De novo overactive bladder after robot-assisted radical prostatectomy is predicted by a high preoperative overactive bladder symptom score, preoperative dyslipidemia, and non-nerve-sparing surgery
Hitomi Imai, Hidenori Akaihata, Yuki Harigane, Kei Yaginuma, Satoru Meguro, Ruriko Honda‐Takinami, Kanako Matsuoka, Seiji Hoshi, Junya Hata, Yuichi Sato, Soichiro Ogawa, Motohide Uemura, Yoshiyuki Kojima
- Year
- 2025
- Citations
- 1
- Access
- Open access
Abstract
OBJECTIVES: This study investigated whether preoperative patient characteristics and surgery-related factors affect postoperative de novo overactive bladder (OAB) after robot-assisted radical prostatectomy (RARP), and identified three predictive markers.

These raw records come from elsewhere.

//! TCP listener and connection handling.
//!
//! The proxy accepts clients, checks a backend socket out of the pool, picks
//! the behavior for the connection and hands both sockets to the pump. When
//! the pump is done the client socket is closed and the backend socket goes
//! back to the pool if the protocol allows it.

use std::io;
use std::net::SocketAddr;
use std::sync::atomic::{AtomicU64, Ordering};
use std::sync::Arc;
use std::time::Duration;

use tokio::net::{TcpListener, TcpSocket, TcpStream};
use tokio_util::sync::CancellationToken;
use tracing::{debug, error, info, warn, Instrument};

use super::backend::BackendConnector;
use super::connection::Session;
use super::{ProxySettings, ProxyStats};
use crate::behavior::Selection;
use crate::endpoint::{Endpoint, Side};
use crate::error::{ConfigError, ConnectionError};
use crate::metrics::MetricsSink;
use crate::pool::Pool;
use crate::protocol::Protocol;

/// A bound chaos proxy.
pub struct Proxy {
    listener: TcpListener,
    backend: SocketAddr,
    protocol: Arc<dyn Protocol>,
    selection: Selection,
    pool: Arc<Pool<BackendConnector>>,
    metrics: Arc<dyn MetricsSink>,
    timeout: Duration,
    stay_connected: bool,
    next_id: AtomicU64,
    stats: Arc<ProxyStats>,
}

impl Proxy {
    /// Bind the listen socket with the configured backlog.
    ///
    /// Must be called from within a tokio runtime.
    pub fn bind(
        settings: &ProxySettings,
        protocol: Arc<dyn Protocol>,
        selection: Selection,
        metrics: Arc<dyn MetricsSink>,
    ) -> Result<Self, ConfigError> {
        let listener = listen(settings.listen, settings.backlog).map_err(|source| {
            ConfigError::Bind {
                addr: settings.listen,
                source,
            }
        })?;

        let connector = BackendConnector::new(settings.backend, settings.timeout, settings.timeout);
        let pool = Arc::new(Pool::new(
            connector,
            settings.pool_max_size,
            settings.pool_timeout,
        ));

        info!(
            listen = %settings.listen,
            backend = %settings.backend,
            protocol = protocol.name(),
            mode = selection.mode(),
            backlog = settings.backlog,
            "Proxy bound"
        );

        Ok(Self {
            listener,
            backend: settings.backend,
            protocol,
            selection,
            pool,
            metrics,
            timeout: settings.timeout,
            stay_connected: settings.stay_connected,
            next_id: AtomicU64::new(1),
            stats: Arc::new(ProxyStats::default()),
        })
    }

    /// Get the local address this proxy is bound to.
    pub fn local_addr(&self) -> io::Result<SocketAddr> {
        self.listener.local_addr()
    }

    pub fn backend_addr(&self) -> SocketAddr {
        self.backend
    }

    /// Get proxy statistics.
    pub fn stats(&self) -> &ProxyStats {
        &self.stats
    }

    pub fn pool(&self) -> &Pool<BackendConnector> {
        &self.pool
    }

    /// Accept connections until `shutdown` is cancelled.
    ///
    /// Every connection runs under a child of `shutdown`, so cancelling it
    /// also tears down the connections in flight.
    pub async fn run(self: Arc<Self>, shutdown: CancellationToken) -> io::Result<()> {
        let local_addr = self.listener.local_addr()?;
        info!(listen = %local_addr, backend = %self.backend_addr(), "Proxy started");

        loop {
            let accepted = tokio::select! {
                accepted = self.listener.accept() => accepted,
                _ = shutdown.cancelled() => break,
            };

            match accepted {
                Ok((stream, peer_addr)) => {
                    let conn_id = self.next_id.fetch_add(1, Ordering::Relaxed);
                    self.stats
                        .connections_accepted
                        .fetch_add(1, Ordering::Relaxed);
                    self.stats
                        .connections_active
                        .fetch_add(1, Ordering::Relaxed);

                    let proxy = Arc::clone(&self);
                    let cancel = shutdown.child_token();

                    tokio::spawn(
                        async move {
                            if let Err(e) = proxy.handle_connection(stream, conn_id, cancel).await
                            {
                                proxy
                                    .stats
                                    .connection_errors
                                    .fetch_add(1, Ordering::Relaxed);
                                debug!(error = %e, "Connection error");
                            }

                            proxy
                                .stats
                                .connections_active
                                .fetch_sub(1, Ordering::Relaxed);
                            proxy
                                .stats
                                .connections_closed
                                .fetch_add(1, Ordering::Relaxed);
                        }
                        .instrument(tracing::info_span!("connection", conn_id, peer = %peer_addr)),
                    );
                }
                Err(e) => {
                    error!(error = %e, "Accept error");
                    // Brief sleep to avoid tight loop on persistent errors
                    tokio::time::sleep(Duration::from_millis(100)).await;
                }
            }
        }

        info!(listen = %local_addr, "Proxy stopped");
        Ok(())
    }

    /// Handle a single connection.
    async fn handle_connection(
        &self,
        stream: TcpStream,
        conn_id: u64,
        cancel: CancellationToken,
    ) -> Result<(), ConnectionError> {
        let client = Endpoint::new(stream, Side::Client, self.timeout);

        let acquired = tokio::select! {
            acquired = self.pool.acquire() => acquired,
            _ = cancel.cancelled() => {
                client.close();
                return Ok(());
            }
        };
        let mut backend = match acquired {
            Ok(backend) => backend,
            Err(e) => {
                self.stats.backend_failed.fetch_add(1, Ordering::Relaxed);
                warn!(error = %e, "No backend connection");
                client.close();
                return Err(e.into());
            }
        };

        let active = self.selection.select();
        let protocol = self.protocol.name();
        self.metrics.increment(active.name());
        self.metrics.increment(&format!("{protocol}.{conn_id}.start"));
        debug!(
            behavior = active.name(),
            protocol,
            backend_peer = ?backend.peer(),
            "Connection started"
        );

        let result = Session {
            conn_id,
            protocol: self.protocol.as_ref(),
            active,
            client: &client,
            backend: &backend,
            metrics: self.metrics.as_ref(),
            timeout: self.timeout,
            stay_connected: self.stay_connected,
            cancel: &cancel,
        }
        .pump()
        .await;

        self.metrics.increment(&format!("{protocol}.{conn_id}.end"));
        client.close();

        let reuse =
            self.protocol.options().reuse_socket && result.is_ok() && backend.is_reusable();
        if !reuse {
            backend.close();
            backend.mark_closed();
        }
        debug!(
            reused = reuse,
            backend_age_ms = backend.created().elapsed().as_millis() as u64,
            "Connection finished"
        );

        result.map_err(Into::into)
    }
}

fn listen(addr: SocketAddr, backlog: u32) -> io::Result<TcpListener> {
    let socket = match addr {
        SocketAddr::V4(_) => TcpSocket::new_v4()?,
        SocketAddr::V6(_) => TcpSocket::new_v6()?,
    };
    socket.set_reuseaddr(true)?;
    socket.bind(addr)?;
    socket.listen(backlog)
}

METHODS: Patients without preoperative OAB who underwent RARP at our hospital between February 2013 and October 2020 were included. At 12 months post-RARP, patients were divided into OAB-free and de novo OAB groups based on the presence of overactive bladder. Preoperative patient characteristics and surgery-related factors were compared between the two groups. RESULTS: A total of 404 patients were analyzed (OAB-free group, 338; de novo OAB group, 66). The preoperative Overactive Bladder Symptom Score (OABSS) and the percentage of patients with dyslipidemia were significantly higher in the de novo OAB group than in the OAB-free group (OABSS, 3.2 ± 1.6 points vs 2.1 ± 1.4, P<0.01; dyslipidemia, 45.5% vs 32.0%, P=0.04). Nerve-sparing surgery was significantly less common in the de novo OAB group (10.6% vs 27.1%, P<0.01). Preoperative age, blood pressure, BMI, HbA1c, uroflowmetry parameters, prostate volume, operative time and blood loss showed no significant differences between two groups. CONCLUSIONS: High preoperative OABSS, preoperative dyslipidemia and non-nerve-sparing surgery may be predictive markers for de novo OAB after RARP.